GOAL OF THE EXERCISE: When the word "recent" appears in a line of the data below, list that line.

(Dataset entries)
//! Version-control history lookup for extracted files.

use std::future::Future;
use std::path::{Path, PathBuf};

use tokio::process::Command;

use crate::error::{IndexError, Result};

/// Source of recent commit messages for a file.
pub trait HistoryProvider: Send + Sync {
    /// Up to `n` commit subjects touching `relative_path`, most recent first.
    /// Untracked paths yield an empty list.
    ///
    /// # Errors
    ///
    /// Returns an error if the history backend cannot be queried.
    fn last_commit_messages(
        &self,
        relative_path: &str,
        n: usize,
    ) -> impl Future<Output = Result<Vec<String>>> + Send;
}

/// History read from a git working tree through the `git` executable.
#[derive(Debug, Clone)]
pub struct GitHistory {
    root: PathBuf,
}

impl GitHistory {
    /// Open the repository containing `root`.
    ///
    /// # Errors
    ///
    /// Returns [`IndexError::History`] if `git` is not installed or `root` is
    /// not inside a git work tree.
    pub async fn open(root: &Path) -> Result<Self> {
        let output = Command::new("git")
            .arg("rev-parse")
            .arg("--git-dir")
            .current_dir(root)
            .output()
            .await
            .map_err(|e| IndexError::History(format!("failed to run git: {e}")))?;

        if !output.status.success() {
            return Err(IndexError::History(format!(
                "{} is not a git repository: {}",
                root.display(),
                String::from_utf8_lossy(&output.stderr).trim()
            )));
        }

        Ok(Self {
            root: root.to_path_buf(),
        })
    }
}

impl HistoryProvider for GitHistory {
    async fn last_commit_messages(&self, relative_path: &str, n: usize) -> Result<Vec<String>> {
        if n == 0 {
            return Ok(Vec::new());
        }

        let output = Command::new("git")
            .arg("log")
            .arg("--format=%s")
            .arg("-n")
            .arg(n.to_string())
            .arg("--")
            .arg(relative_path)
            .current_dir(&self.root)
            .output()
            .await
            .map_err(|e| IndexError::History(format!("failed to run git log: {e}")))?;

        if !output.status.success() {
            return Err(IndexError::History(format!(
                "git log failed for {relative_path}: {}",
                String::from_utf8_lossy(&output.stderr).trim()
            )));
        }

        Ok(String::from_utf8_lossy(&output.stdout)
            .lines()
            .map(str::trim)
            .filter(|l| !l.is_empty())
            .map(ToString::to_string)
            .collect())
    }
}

THE COMPLETED TASK:
/// Source of recent commit messages for a file.
    /// Up to `n` commit subjects touching `relative_path`, most recent first.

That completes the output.